O advogado Rodrigo Hassen, em uma postagem em seu perfil @rodrigohassen.adv, afirmou que trabalhadores diagnosticados com certas doenças estão protegidos contra demissões. A lista inclui HIV, hanseníase, esclerose múltipla, lúpus, tuberculose, epilepsia, alcoolismo, depressão severa, obesidade mórbida e câncer.
Contudo, é importante esclarecer que no Brasil não existe uma legislação que impeça a demissão de forma automática para esses casos. O que a legislação e a jurisprudência proíbem é a dispensa discriminatória, que é quando a demissão ocorre em razão da condição de saúde do trabalhador.
Entendendo a proteção legal
A Súmula 443 do Tribunal Superior do Trabalho (TST) estabelece que a demissão de um empregado portador de doença grave que possa gerar estigmas ou preconceitos é presumida como discriminatória.
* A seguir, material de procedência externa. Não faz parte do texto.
//! Drives one address through the workflow graph.
//!
//! Each wave: settle skipped stages, run every eligible stage (concurrent ones together,
//! then sequential ones one at a time), commit outputs in graph order, publish a progress
//! snapshot. The loop ends when the frontier is empty. Every wave settles at least one
//! stage, so a run always terminates. Aggregation runs exactly once, at the end.

use std::sync::Arc;

use async_trait::async_trait;
use futures::future::join_all;
use tracing::{debug, info};

use deedscout_common::{
    Evidence, GraphConfigurationError, OwnershipResult, StageId, StageLedger, StageOutcome,
    StageOutput, TaskStatus,
};

use crate::aggregator::ResultAggregator;
use crate::executor::{RetryPolicy, StageError, StageExecutor};
use crate::graph::{Execution, StageKind, WorkflowGraph};
use crate::registry::AdapterRegistry;
use crate::traits::Reasoner;

/// Partial state of a run, published after every wave.
#[derive(Debug, Clone, PartialEq)]
pub struct RunSnapshot {
    pub evidence: Evidence,
    pub stages: StageLedger,
    pub errors: Vec<String>,
}

#[derive(Debug, Clone, PartialEq)]
pub struct RunReport {
    pub status: TaskStatus,
    pub evidence: Evidence,
    pub stages: StageLedger,
    pub errors: Vec<String>,
    pub result: OwnershipResult,
}

#[async_trait]
pub trait ProgressSink: Send + Sync {
    async fn progress(&self, snapshot: RunSnapshot);
}

/// Sink for callers that only want the final report.
pub struct NoProgress;

#[async_trait]
impl ProgressSink for NoProgress {
    async fn progress(&self, _snapshot: RunSnapshot) {}
}

pub struct AddressRunner {
    graph: Arc<WorkflowGraph>,
    executor: StageExecutor,
    aggregator: ResultAggregator,
    reasoner: Option<Arc<dyn Reasoner>>,
}

impl AddressRunner {
    /// Fails if any non-terminal stage of the graph has no adapter.
    pub fn new(
        graph: Arc<WorkflowGraph>,
        registry: AdapterRegistry,
        policy: RetryPolicy,
        aggregator: ResultAggregator,
        reasoner: Option<Arc<dyn Reasoner>>,
    ) -> Result<Self, GraphConfigurationError> {
        registry.check(&graph)?;
        Ok(Self {
            graph,
            executor: StageExecutor::new(Arc::new(registry), policy),
            aggregator,
            reasoner,
        })
    }

    pub fn graph(&self) -> &WorkflowGraph {
        &self.graph
    }

    pub async fn run(&self, address: &str, progress: &dyn ProgressSink) -> RunReport {
        let mut evidence = Evidence::new();
        let mut ledger = StageLedger::new();
        let mut errors: Vec<String> = Vec::new();

        info!(address, "Research started");

        loop {
            let frontier = self.graph.frontier(&ledger, &evidence);
            if frontier.is_empty() {
                break;
            }

            for stage in &frontier.skipped {
                debug!(address, stage = %stage, "Stage skipped");
                ledger.insert(*stage, StageOutcome::Skipped);
            }

            let mut concurrent = Vec::new();
            let mut sequential = Vec::new();
            for id in &frontier.eligible {
                let Some(spec) = self.graph.spec(*id) else {
                    continue;
                };
                match (spec.kind, spec.execution) {
                    // Served by the aggregator once the loop ends.
                    (StageKind::Terminal, _) => {
                        ledger.insert(spec.id, StageOutcome::Completed);
                    }
                    (_, Execution::Concurrent) => concurrent.push(spec),
                    (_, Execution::Sequential) => sequential.push(spec),
                }
            }

            if concurrent.is_empty() && sequential.is_empty() {
                continue;
            }

            let snapshot = &evidence;
            let mut results: Vec<(StageId, Result<StageOutput, StageError>)> =
                join_all(concurrent.iter().map(|spec| async move {
                    (spec.id, self.executor.execute(spec, address, snapshot).await)
                }))
                .await;
            for spec in sequential {
                results.push((spec.id, self.executor.execute(spec, address, snapshot).await));
            }

            // Commit in graph order so the evidence and error list never depend on which
            // concurrent stage finished first.
            results.sort_by_key(|(id, _)| self.graph.rank(*id));
            for (stage, result) in results {
                match result {
                    Ok(output) => {
                        evidence.commit(stage, output);
                        ledger.insert(stage, StageOutcome::Completed);
                    }
                    Err(e) => {
                        errors.push(e.to_string());
                        ledger.insert(stage, StageOutcome::Failed);
                    }
                }
            }

            progress
                .progress(RunSnapshot {
                    evidence: evidence.clone(),
                    stages: ledger.clone(),
                    errors: errors.clone(),
                })
                .await;
        }

        let result = self
            .aggregator
            .finalize(address, &evidence, self.reasoner.as_deref())
            .await;

        let any_lookup_completed = ledger.iter().any(|(id, outcome)| {
            *outcome == StageOutcome::Completed
                && self
                    .graph
                    .spec(*id)
                    .is_some_and(|s| s.kind == StageKind::Lookup)
        });
        let status = if any_lookup_completed {
            TaskStatus::Done
        } else {
            TaskStatus::Error
        };

        info!(
            address,
            status = %status,
            owner = %result.owner_name,
            confidence = %result.confidence,
            errors = errors.len(),
            "Research finished"
        );

        RunReport {
            status,
            evidence,
            stages: ledger,
            errors,
            result,
        }
    }
}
Nesses casos, cabe ao empregador provar que a demissão ocorreu por um motivo legítimo. Se não conseguir, o trabalhador pode ter direito à reintegração ou a uma indenização.
Além disso, a Lei nº 9.029/1995 proíbe práticas discriminatórias nas relações de trabalho. Contudo, a proteção não é garantida apenas pela presença de uma doença na lista mencionada. A análise deve considerar as circunstâncias da demissão e o contexto específico de cada caso.
Casos reconhecidos pela Justiça
Entre as enfermidades que frequentemente geram presunção de discriminação, conforme reconhecido pela Justiça, estão HIV, câncer, hanseníase, tuberculose e transtornos mentais graves. Outras condições, como epilepsia, obesidade mórbida, lúpus, esclerose múltipla e alcoolismo crônico, também podem receber proteção judicial, dependendo das evidências e da situação em questão.
É importante ressaltar que não existe uma lista oficial que impeça automaticamente a demissão de um trabalhador. Cada caso deve ser analisado individualmente, levando em consideração o histórico do empregado, o conhecimento da empresa sobre a doença e as circunstâncias que cercam a dispensa.
Estabilidade de emprego em casos específicos
Há situações em que o trabalhador tem estabilidade no emprego, como em casos de acidente de trabalho ou doenças ocupacionais reconhecidas. Nesses casos, a Lei nº 8.213/1991 prevê estabilidade de 12 meses após o retorno ao trabalho, caso o trabalhador tenha se afastado pelo INSS.
Mesmo assim, uma empresa pode dispensar um empregado com doença grave, desde que a demissão não seja discriminatória e esteja em conformidade com a legislação trabalhista. Se a demissão ocorrer por motivos econômicos, reestruturação ou encerramento das atividades, ela pode ser considerada válida. No entanto, se houver indícios de que a demissão foi motivada pela condição de saúde do trabalhador, a Justiça pode declarar a nulidade da dispensa.
Portanto, trabalhadores com doenças graves que forem demitidos não devem presumir automaticamente a ilegalidade da demissão. Da mesma forma, as empresas não devem assumir que a dispensa será sempre válida apenas porque cumpriram as obrigações rescisórias.